- _Data for the task_:
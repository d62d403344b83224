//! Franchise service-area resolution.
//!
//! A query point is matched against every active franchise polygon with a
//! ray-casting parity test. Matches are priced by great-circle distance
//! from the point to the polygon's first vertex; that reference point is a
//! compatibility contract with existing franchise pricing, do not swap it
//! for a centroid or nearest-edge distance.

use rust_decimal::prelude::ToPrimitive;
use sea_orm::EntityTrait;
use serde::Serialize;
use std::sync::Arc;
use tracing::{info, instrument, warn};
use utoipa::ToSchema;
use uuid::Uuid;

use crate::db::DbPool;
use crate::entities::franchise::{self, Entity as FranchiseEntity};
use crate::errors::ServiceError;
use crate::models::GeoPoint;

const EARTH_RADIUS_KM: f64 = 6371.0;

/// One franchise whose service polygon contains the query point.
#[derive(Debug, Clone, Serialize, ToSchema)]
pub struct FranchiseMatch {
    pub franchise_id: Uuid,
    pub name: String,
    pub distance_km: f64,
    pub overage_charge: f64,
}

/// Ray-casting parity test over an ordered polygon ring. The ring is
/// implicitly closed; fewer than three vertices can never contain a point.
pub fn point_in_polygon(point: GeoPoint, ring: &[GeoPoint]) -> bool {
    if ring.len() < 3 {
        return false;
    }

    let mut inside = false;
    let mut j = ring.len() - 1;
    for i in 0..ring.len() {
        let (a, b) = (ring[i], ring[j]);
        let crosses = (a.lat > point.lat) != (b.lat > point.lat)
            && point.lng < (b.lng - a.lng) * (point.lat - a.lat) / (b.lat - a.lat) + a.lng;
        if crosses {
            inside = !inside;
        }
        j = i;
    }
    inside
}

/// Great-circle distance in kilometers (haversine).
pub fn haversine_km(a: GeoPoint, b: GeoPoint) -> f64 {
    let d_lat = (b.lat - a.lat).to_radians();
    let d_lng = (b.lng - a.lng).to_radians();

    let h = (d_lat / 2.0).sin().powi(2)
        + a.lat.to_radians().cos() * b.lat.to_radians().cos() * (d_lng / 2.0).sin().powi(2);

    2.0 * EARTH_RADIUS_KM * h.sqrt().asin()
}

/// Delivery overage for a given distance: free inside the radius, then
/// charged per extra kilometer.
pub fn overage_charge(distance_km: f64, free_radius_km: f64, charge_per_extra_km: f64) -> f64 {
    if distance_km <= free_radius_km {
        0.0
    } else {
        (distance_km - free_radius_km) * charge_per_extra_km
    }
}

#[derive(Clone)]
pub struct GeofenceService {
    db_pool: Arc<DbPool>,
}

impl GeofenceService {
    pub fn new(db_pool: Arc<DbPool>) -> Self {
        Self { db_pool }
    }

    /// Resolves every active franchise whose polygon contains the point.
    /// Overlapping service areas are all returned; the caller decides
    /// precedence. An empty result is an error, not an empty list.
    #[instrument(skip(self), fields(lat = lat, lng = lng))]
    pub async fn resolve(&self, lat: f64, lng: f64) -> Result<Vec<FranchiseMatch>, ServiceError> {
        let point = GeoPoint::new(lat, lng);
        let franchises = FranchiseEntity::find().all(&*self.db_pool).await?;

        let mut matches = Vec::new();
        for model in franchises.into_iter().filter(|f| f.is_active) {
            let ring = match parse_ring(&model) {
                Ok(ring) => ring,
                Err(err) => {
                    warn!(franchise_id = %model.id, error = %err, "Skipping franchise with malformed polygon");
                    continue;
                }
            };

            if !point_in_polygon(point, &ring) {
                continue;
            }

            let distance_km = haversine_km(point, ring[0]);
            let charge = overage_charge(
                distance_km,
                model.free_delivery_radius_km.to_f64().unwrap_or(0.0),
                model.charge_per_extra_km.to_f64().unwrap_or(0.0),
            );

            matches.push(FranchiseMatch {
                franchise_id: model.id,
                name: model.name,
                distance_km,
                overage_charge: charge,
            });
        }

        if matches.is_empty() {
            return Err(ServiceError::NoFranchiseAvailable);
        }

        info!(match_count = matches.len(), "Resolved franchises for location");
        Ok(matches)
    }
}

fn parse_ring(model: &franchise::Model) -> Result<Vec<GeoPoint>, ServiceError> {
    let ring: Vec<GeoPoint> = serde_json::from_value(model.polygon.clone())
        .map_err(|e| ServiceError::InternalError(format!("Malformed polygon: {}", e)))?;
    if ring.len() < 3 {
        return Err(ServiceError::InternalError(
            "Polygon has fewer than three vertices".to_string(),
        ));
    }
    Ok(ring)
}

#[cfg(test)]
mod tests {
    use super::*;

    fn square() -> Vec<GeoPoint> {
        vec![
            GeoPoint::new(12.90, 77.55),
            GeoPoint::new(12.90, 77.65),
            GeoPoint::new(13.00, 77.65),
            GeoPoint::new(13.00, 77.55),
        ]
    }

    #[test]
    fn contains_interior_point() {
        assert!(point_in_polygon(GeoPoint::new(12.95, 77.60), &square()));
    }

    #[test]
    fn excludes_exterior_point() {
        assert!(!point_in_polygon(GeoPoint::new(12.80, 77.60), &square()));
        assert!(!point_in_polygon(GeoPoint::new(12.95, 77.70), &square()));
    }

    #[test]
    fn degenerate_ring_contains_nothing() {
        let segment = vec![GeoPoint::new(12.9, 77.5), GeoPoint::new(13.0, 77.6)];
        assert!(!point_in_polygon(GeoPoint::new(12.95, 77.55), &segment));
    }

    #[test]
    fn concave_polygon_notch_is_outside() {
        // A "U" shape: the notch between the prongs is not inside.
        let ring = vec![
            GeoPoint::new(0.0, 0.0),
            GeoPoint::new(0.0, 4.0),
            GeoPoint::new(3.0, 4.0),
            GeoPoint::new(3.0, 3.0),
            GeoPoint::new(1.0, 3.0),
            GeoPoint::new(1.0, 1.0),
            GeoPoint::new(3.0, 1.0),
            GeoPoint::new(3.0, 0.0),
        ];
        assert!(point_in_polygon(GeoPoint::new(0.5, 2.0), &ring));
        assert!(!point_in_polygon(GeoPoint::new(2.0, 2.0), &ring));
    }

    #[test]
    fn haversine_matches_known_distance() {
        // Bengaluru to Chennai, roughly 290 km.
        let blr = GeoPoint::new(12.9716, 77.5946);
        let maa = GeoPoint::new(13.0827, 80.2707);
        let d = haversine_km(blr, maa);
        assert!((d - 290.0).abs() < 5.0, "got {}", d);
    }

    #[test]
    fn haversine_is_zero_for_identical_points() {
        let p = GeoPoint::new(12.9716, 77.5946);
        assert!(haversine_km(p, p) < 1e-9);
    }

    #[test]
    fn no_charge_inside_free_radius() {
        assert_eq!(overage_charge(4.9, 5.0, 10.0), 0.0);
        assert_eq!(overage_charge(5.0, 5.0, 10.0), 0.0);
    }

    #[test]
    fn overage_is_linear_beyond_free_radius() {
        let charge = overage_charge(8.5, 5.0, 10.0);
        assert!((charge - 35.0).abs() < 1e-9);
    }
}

- _Problem description_: From the first line of the data through the line with "const EARTH_RADIUS_KM: f64 = 6371.0;", quote each line exactly and add nothing else.

- _Answer_:
repository d62d403344b83224
//! Franchise service-area resolution.
//!
//! A query point is matched against every active franchise polygon with a
//! ray-casting parity test. Matches are priced by great-circle distance
//! from the point to the polygon's first vertex; that reference point is a
//! compatibility contract with existing franchise pricing, do not swap it
//! for a centroid or nearest-edge distance.

use rust_decimal::prelude::ToPrimitive;
use sea_orm::EntityTrait;
use serde::Serialize;
use std::sync::Arc;
use tracing::{info, instrument, warn};
use utoipa::ToSchema;
use uuid::Uuid;

use crate::db::DbPool;
use crate::entities::franchise::{self, Entity as FranchiseEntity};
use crate::errors::ServiceError;
use crate::models::GeoPoint;

const EARTH_RADIUS_KM: f64 = 6371.0;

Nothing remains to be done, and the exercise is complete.